The photos of what can be seen off the Interstate are comparable to the work of Stephen Shore, Jeff Brouws, Michael Eastman and David Graham. Dow, like them, focuses on the everyday to be seen in cities and small towns across the country though he, nicely, covers the interiors of restaurants, barber shops, stores and bars as well. Some of the detail in these interiors really pulls you into the frame. I thought this was a strong point of his North Dakota book.

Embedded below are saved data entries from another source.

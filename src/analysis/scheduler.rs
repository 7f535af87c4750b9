//! Deciding which plugin runs for which identity, and recording the outcome.

use std::collections::HashSet;
use std::sync::Arc;
use std::time::{Duration, Instant};

use chrono::{DateTime, Utc};
use image::RgbImage;
use serde_json::Value;
use tracing::{debug, warn};

use crate::analysis::crop::{Crop, CropCache};
use crate::analysis::plugin::{Execution, Plugin, PluginResult, invoke_isolated};
use crate::analysis::registry::PluginRegistry;
use crate::analysis::worker_pool::{Completion, Job, WorkerPool};
use crate::config::SchedulerConfig;
use crate::error::PluginError;
use crate::identity::{Identity, IdentitySnapshot, IdentityStore};

/// Counts of what one scheduler tick did.
#[derive(Debug, Clone, Copy, Default, PartialEq, Eq)]
pub struct AnalysisSummary {
    /// Inline invocations run this tick.
    pub invoked: usize,
    /// Inline and background outcomes recorded as successes.
    pub succeeded: usize,
    /// Inline and background outcomes recorded as failures.
    pub failed: usize,
    /// Background jobs handed to the worker pool.
    pub dispatched: usize,
    /// Due background jobs held back because every worker was busy.
    pub deferred: usize,
}

struct DueWork {
    identity: IdentitySnapshot,
    plugin: Arc<dyn Plugin>,
    crop: Arc<Crop>,
}

/// Runs due plugins against visible identities.
///
/// A plugin is due for an identity when it has never run for it or its
/// interval has elapsed since the last run. Errors and panics do not count as
/// a run, so a failing pair is retried on the next tick. A background call
/// that hit its deadline does count, so a hung plugin waits out its interval
/// instead of taking a worker on every tick.
pub struct AnalysisScheduler {
    registry: PluginRegistry,
    pool: WorkerPool,
    in_flight: HashSet<(u64, String)>,
}

impl AnalysisScheduler {
    pub fn new(config: &SchedulerConfig) -> Self {
        Self {
            registry: PluginRegistry::new(),
            pool: WorkerPool::new(config),
            in_flight: HashSet::new(),
        }
    }

    pub fn registry(&self) -> &PluginRegistry {
        &self.registry
    }

    pub fn registry_mut(&mut self) -> &mut PluginRegistry {
        &mut self.registry
    }

    /// Background jobs dispatched but not yet drained.
    pub fn in_flight(&self) -> usize {
        self.in_flight.len()
    }

    pub fn is_in_flight(&self, identity: u64, plugin: &str) -> bool {
        self.in_flight.contains(&(identity, plugin.to_string()))
    }

    /// One tick: drain finished background jobs, then run or dispatch every
    /// due (identity, plugin) pair that has a crop this frame.
    pub(crate) fn run(
        &mut self,
        store: &mut IdentityStore,
        frame: Option<&RgbImage>,
        now: DateTime<Utc>,
    ) -> AnalysisSummary {
        let mut summary = AnalysisSummary::default();
        while let Some(completion) = self.pool.try_recv() {
            self.apply_completion(store, completion, &mut summary);
        }

        let Some(frame) = frame else {
            return summary;
        };
        if self.registry.is_empty() {
            return summary;
        }

        for work in self.collect_due(store, frame, now) {
            let name = work.plugin.name().to_string();
            let id = work.identity.id;
            match work.plugin.execution() {
                Execution::Inline => {
                    summary.invoked += 1;
                    let result =
                        invoke_isolated(work.plugin.as_ref(), &work.crop, &work.identity);
                    record(store, id, &name, result, now, &mut summary);
                }
                Execution::Background => {
                    let job = Job {
                        identity: work.identity,
                        plugin: work.plugin,
                        crop: work.crop,
                        dispatched_at: now,
                    };
                    if self.pool.try_dispatch(job) {
                        summary.dispatched += 1;
                        self.in_flight.insert((id, name));
                    } else {
                        debug!(id, plugin = %name, "No free analysis worker, deferring");
                        summary.deferred += 1;
                    }
                }
            }
        }
        summary
    }

    /// Wait for in-flight background jobs, at most `timeout` in total.
    pub(crate) fn flush(
        &mut self,
        store: &mut IdentityStore,
        timeout: Duration,
    ) -> AnalysisSummary {
        let mut summary = AnalysisSummary::default();
        let deadline = Instant::now() + timeout;
        while !self.in_flight.is_empty() {
            let remaining = deadline.saturating_duration_since(Instant::now());
            if remaining.is_zero() {
                break;
            }
            match self.pool.recv_timeout(remaining) {
                Some(completion) => self.apply_completion(store, completion, &mut summary),
                None => break,
            }
        }
        summary
    }

    fn collect_due(
        &self,
        store: &IdentityStore,
        frame: &RgbImage,
        now: DateTime<Utc>,
    ) -> Vec<DueWork> {
        let mut crops = CropCache::new(frame);
        let mut due = Vec::new();

        for identity in store.visible() {
            let mut snapshot = None;
            for plugin in self.registry.enabled() {
                if !is_due(identity, plugin.as_ref(), now) {
                    continue;
                }
                if plugin.execution() == Execution::Background
                    && self.is_in_flight(identity.id(), plugin.name())
                {
                    continue;
                }
                let Some(crop) = crops.get(identity, plugin.input_kind()) else {
                    continue;
                };
                let snapshot = snapshot.get_or_insert_with(|| identity.snapshot());
                due.push(DueWork {
                    identity: snapshot.clone(),
                    plugin: Arc::clone(plugin),
                    crop,
                });
            }
        }
        due
    }

    fn apply_completion(
        &mut self,
        store: &mut IdentityStore,
        completion: Completion,
        summary: &mut AnalysisSummary,
    ) {
        let Completion {
            identity,
            plugin,
            dispatched_at,
            result,
        } = completion;
        self.in_flight.remove(&(identity, plugin.clone()));

        if !self.registry.contains(&plugin) {
            debug!(id = identity, plugin = %plugin, "Dropping result of unregistered plugin");
            return;
        }
        record(store, identity, &plugin, result, dispatched_at, summary);
    }
}

fn is_due(identity: &Identity, plugin: &dyn Plugin, now: DateTime<Utc>) -> bool {
    match identity.plugin_last_run().get(plugin.name()) {
        None => true,
        Some(last) => (now - *last)
            .to_std()
            .is_ok_and(|elapsed| elapsed >= plugin.interval()),
    }
}

fn record(
    store: &mut IdentityStore,
    id: u64,
    plugin: &str,
    result: Result<Value, PluginError>,
    at: DateTime<Utc>,
    summary: &mut AnalysisSummary,
) {
    let succeeded = result.is_ok();
    if let Err(err) = &result {
        warn!(id, plugin, error = %err, "Analysis plugin failed");
    }

    let ran_at = match &result {
        Ok(_) | Err(PluginError::Timeout(_)) => Some(at),
        Err(_) => None,
    };
    let result = PluginResult::from_invocation(result, at);
    if !store.record_plugin_result(id, plugin, result, ran_at) {
        debug!(id, plugin, "Identity gone before its result arrived");
        return;
    }
    if succeeded {
        summary.succeeded += 1;
    } else {
        summary.failed += 1;
    }
}

#[cfg(test)]
mod tests {
    use super::*;
    use crate::analysis::plugin::{FnPlugin, InputKind, PluginOutcome};
    use crate::identity::Sample;
    use crate::tracker::Rect;
    use chrono::TimeZone;
    use ndarray::array;
    use serde_json::json;
    use std::sync::atomic::{AtomicUsize, Ordering};

    fn t(seconds: i64) -> DateTime<Utc> {
        Utc.timestamp_opt(1_700_000_000 + seconds, 0).unwrap()
    }

    fn store_with_visible() -> IdentityStore {
        let mut store = IdentityStore::new(5, 2);
        store
            .create(
                vec![Sample::new(array![1.0, 0.0], t(0))],
                1,
                Rect::new(2.0, 2.0, 4.0, 4.0),
                t(0),
            )
            .unwrap();
        store
    }

    fn scheduler() -> AnalysisScheduler {
        AnalysisScheduler::new(&SchedulerConfig::default())
    }

    #[test]
    fn test_interval_gates_invocations() {
        let calls = Arc::new(AtomicUsize::new(0));
        let counter = Arc::clone(&calls);
        let mut scheduler = scheduler();
        scheduler.registry_mut().register(Arc::new(FnPlugin::new(
            "count",
            InputKind::Face,
            Duration::from_secs(2),
            move |_, _| Ok(json!(counter.fetch_add(1, Ordering::SeqCst))),
        )));
        let mut store = store_with_visible();
        let frame = RgbImage::new(16, 16);

        for second in 0..5 {
            scheduler.run(&mut store, Some(&frame), t(second));
        }
        // Runs at 0, 2 and 4.
        assert_eq!(calls.load(Ordering::SeqCst), 3);
        assert_eq!(store.get(1).unwrap().plugin_last_run().get("count"), Some(&t(4)));
    }

    #[test]
    fn test_failure_is_recorded_and_retried() {
        let mut scheduler = scheduler();
        scheduler.registry_mut().register(Arc::new(FnPlugin::new(
            "broken",
            InputKind::Face,
            Duration::from_secs(60),
            |_, _| -> Result<Value, PluginError> { Err(PluginError::failed("no model")) },
        )));
        let mut store = store_with_visible();
        let frame = RgbImage::new(16, 16);

        let first = scheduler.run(&mut store, Some(&frame), t(0));
        let second = scheduler.run(&mut store, Some(&frame), t(1));
        assert_eq!((first.failed, second.failed), (1, 1));

        let identity = store.get(1).unwrap();
        assert!(identity.plugin_last_run().get("broken").is_none());
        assert_eq!(
            identity.plugin_results()["broken"].outcome,
            PluginOutcome::Failed("no model".into())
        );
    }

    #[test]
    fn test_missing_crop_or_frame_skips_silently() {
        let mut scheduler = scheduler();
        scheduler.registry_mut().register(Arc::new(FnPlugin::new(
            "body",
            InputKind::Body,
            Duration::ZERO,
            |_, _| Ok(Value::Null),
        )));
        let mut store = store_with_visible();

        let summary = scheduler.run(&mut store, Some(&RgbImage::new(16, 16)), t(0));
        assert_eq!(summary, AnalysisSummary::default());
        let summary = scheduler.run(&mut store, None, t(1));
        assert_eq!(summary, AnalysisSummary::default());
        assert!(store.get(1).unwrap().plugin_results().is_empty());
    }

    #[test]
    fn test_background_result_lands_after_flush() {
        let mut scheduler = scheduler();
        scheduler.registry_mut().register(Arc::new(
            FnPlugin::new("bg", InputKind::Generic, Duration::from_secs(1), |crop, _| {
                Ok(json!(crop.image.width()))
            })
            .background(),
        ));
        let mut store = store_with_visible();
        let frame = RgbImage::new(16, 16);

        let summary = scheduler.run(&mut store, Some(&frame), t(0));
        assert_eq!(summary.dispatched, 1);
        assert!(scheduler.is_in_flight(1, "bg"));

        // Either still in flight or already run within the interval.
        let summary = scheduler.run(&mut store, Some(&frame), t(0));
        assert_eq!(summary.dispatched, 0);

        scheduler.flush(&mut store, Duration::from_secs(5));
        assert_eq!(scheduler.in_flight(), 0);
        let identity = store.get(1).unwrap();
        assert_eq!(identity.plugin_results()["bg"].value(), Some(&json!(16)));
        assert_eq!(identity.plugin_last_run().get("bg"), Some(&t(0)));
    }

    #[test]
    fn test_hung_background_plugin_leaves_room_for_others() {
        let config = SchedulerConfig {
            worker_threads: 2,
            plugin_deadline: Duration::from_millis(50),
        };
        let mut scheduler = AnalysisScheduler::new(&config);
        let hung_calls = Arc::new(AtomicUsize::new(0));
        let healthy_calls = Arc::new(AtomicUsize::new(0));
        let hung_counter = Arc::clone(&hung_calls);
        let healthy_counter = Arc::clone(&healthy_calls);
        scheduler.registry_mut().register(Arc::new(
            FnPlugin::new("hang", InputKind::Face, Duration::from_secs(60), move |_, _| {
                hung_counter.fetch_add(1, Ordering::SeqCst);
                std::thread::sleep(Duration::from_millis(400));
                Ok(Value::Null)
            })
            .background(),
        ));
        scheduler.registry_mut().register(Arc::new(
            FnPlugin::new("healthy", InputKind::Face, Duration::ZERO, move |_, _| {
                Ok(json!(healthy_counter.fetch_add(1, Ordering::SeqCst)))
            })
            .background(),
        ));
        let mut store = store_with_visible();
        let frame = RgbImage::new(16, 16);

        for second in 0..15 {
            scheduler.run(&mut store, Some(&frame), t(second));
            std::thread::sleep(Duration::from_millis(20));
        }
        scheduler.flush(&mut store, Duration::from_secs(2));

        assert_eq!(hung_calls.load(Ordering::SeqCst), 1);
        assert!(healthy_calls.load(Ordering::SeqCst) >= 2);
        let identity = store.get(1).unwrap();
        assert!(!identity.plugin_results()["hang"].is_success());
        assert_eq!(identity.plugin_last_run().get("hang"), Some(&t(0)));
        assert!(identity.plugin_results()["healthy"].is_success());
    }
}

Because the photos stretch over a number of years the first twenty-eight are mono then on page forty-two a mono photo of a billiard parlor, from 1977, is repeated on the opposite page but in colour. The remaining pages are all colour. Most of the shots are straight on because the compositions offer enough detail and don't need any extra visual input with unnecessary photo techniques. The only weakest photos, in my view, are the nineteen close-ups of hand painted signs on the walls of buildings, they seem crudely amateurish and perhaps would have looked best four to a page rather than the large, one to a page.
This is an impressively big book in the classic photo book style with nearly all the images large and one to a page, with generous margins and printed on matt art paper with a 175 screen. A slight bit of unneeded designer whimsy has all the captions turned sideways on the outer edge of each left and right page. Dow writes an interesting illustrated sixteen page essay as an Afterword on the back pages.
'American studies' is an excellent addition to the commonplace photo library.